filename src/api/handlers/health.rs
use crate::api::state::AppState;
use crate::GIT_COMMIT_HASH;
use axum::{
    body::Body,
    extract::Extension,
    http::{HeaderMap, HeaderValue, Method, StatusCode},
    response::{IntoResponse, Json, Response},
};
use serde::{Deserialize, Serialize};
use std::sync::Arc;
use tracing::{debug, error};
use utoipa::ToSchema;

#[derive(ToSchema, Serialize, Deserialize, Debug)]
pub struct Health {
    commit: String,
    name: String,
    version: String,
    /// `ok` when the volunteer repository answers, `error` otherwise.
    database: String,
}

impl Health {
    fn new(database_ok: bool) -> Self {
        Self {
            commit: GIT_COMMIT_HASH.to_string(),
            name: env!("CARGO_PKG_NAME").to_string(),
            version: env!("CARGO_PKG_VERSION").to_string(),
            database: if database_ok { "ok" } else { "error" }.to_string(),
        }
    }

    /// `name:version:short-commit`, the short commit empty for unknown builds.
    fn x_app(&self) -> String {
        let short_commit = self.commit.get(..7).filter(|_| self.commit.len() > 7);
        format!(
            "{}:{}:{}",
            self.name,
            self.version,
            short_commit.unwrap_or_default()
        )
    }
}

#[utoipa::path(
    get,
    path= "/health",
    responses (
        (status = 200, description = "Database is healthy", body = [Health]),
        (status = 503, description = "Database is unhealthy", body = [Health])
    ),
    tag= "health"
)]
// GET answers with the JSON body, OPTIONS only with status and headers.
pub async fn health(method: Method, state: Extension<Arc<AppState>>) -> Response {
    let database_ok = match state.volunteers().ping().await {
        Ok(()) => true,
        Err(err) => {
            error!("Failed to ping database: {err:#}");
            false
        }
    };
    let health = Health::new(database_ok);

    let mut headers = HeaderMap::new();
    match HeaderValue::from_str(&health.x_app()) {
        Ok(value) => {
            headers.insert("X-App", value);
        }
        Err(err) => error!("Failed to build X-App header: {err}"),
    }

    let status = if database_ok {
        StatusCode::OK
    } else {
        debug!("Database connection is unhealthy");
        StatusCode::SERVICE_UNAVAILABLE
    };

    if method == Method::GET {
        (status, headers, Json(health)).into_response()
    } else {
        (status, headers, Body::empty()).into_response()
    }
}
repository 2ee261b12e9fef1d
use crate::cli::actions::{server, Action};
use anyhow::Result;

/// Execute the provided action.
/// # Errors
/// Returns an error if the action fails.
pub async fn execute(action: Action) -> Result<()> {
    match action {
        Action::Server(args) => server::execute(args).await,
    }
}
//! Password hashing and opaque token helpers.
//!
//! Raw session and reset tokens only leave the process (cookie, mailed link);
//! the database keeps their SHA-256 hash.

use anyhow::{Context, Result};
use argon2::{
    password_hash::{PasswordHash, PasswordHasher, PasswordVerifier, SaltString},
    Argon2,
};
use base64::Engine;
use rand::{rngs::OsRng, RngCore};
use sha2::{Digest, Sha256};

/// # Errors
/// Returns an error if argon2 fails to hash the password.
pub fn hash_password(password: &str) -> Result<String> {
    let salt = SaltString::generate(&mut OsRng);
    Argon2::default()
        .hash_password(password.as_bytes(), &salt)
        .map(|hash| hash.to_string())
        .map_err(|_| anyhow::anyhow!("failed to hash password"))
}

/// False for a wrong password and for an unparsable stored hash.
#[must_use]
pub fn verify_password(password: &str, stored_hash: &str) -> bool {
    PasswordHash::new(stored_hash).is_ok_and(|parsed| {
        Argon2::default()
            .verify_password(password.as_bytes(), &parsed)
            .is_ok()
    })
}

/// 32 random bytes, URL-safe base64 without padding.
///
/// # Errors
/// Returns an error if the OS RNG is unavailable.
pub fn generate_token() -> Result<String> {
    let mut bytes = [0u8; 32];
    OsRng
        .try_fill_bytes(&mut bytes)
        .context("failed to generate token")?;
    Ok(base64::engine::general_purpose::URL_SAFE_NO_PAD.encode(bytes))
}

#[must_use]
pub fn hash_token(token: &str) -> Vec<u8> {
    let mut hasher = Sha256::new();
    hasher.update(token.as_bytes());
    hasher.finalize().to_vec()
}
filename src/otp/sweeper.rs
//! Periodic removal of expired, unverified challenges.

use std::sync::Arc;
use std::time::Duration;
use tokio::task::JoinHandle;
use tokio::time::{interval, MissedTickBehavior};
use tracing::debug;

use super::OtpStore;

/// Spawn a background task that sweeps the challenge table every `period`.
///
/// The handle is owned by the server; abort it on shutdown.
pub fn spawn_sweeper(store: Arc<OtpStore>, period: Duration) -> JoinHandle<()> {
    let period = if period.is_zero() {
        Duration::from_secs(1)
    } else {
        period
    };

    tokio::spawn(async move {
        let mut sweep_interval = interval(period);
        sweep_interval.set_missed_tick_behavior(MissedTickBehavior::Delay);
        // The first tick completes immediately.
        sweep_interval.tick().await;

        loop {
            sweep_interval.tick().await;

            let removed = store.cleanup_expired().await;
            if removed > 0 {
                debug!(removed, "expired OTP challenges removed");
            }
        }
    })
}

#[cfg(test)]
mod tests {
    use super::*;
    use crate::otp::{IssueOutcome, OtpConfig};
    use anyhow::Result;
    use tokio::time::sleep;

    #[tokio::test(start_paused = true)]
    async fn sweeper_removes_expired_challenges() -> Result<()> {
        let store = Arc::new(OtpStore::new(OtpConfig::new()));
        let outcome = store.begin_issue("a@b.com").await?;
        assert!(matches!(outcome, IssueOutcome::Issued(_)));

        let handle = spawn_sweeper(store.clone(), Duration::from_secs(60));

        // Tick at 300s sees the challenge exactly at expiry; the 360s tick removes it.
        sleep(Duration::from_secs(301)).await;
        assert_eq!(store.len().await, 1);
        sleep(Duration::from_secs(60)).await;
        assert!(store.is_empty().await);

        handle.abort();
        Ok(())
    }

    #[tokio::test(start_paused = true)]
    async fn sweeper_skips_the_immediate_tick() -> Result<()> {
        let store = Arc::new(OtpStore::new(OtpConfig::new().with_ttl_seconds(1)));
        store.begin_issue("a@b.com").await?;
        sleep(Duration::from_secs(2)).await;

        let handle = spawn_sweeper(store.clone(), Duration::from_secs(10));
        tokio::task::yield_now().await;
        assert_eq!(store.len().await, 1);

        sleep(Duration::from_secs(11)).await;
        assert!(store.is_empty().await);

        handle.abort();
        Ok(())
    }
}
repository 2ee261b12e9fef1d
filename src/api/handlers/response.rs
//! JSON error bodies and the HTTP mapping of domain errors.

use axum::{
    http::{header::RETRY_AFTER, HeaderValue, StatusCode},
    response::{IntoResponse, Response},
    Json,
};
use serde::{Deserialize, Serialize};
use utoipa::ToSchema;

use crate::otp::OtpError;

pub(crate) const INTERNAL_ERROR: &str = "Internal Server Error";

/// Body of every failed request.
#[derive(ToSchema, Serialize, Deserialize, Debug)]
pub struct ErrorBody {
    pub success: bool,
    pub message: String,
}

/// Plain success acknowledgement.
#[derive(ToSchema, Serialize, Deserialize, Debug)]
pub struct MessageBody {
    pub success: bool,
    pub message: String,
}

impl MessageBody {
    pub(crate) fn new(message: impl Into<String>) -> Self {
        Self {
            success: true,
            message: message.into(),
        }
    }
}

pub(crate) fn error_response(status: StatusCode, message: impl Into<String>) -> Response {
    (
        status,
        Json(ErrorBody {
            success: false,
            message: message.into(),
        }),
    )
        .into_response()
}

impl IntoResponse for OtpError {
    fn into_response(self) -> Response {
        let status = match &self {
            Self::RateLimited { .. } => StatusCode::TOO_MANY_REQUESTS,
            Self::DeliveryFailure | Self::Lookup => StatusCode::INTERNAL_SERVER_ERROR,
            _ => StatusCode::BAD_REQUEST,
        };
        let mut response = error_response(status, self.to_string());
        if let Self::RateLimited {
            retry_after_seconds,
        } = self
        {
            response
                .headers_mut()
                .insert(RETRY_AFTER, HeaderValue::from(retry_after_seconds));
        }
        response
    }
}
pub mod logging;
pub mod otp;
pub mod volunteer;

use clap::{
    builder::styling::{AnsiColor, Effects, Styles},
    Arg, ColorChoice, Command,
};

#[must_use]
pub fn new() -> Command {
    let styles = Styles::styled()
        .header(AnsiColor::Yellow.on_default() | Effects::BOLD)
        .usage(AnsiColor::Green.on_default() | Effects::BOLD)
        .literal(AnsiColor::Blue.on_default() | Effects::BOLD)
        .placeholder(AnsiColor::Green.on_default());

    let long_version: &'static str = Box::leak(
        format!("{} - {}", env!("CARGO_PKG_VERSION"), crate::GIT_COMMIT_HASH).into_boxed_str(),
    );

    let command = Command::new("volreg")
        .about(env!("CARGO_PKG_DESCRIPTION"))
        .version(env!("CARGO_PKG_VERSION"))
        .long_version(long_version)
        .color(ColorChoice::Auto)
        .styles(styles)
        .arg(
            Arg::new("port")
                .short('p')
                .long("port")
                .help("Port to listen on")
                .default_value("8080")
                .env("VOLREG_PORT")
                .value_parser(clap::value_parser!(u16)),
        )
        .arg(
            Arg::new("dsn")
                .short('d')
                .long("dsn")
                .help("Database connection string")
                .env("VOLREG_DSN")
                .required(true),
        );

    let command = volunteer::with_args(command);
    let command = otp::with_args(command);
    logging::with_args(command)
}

──────

> [Exercise details]:
When a line of the records includes "state", that line belongs in the answer.

> [Response below]:
use crate::api::state::AppState;
pub async fn health(method: Method, state: Extension<Arc<AppState>>) -> Response {
    let database_ok = match state.volunteers().ping().await {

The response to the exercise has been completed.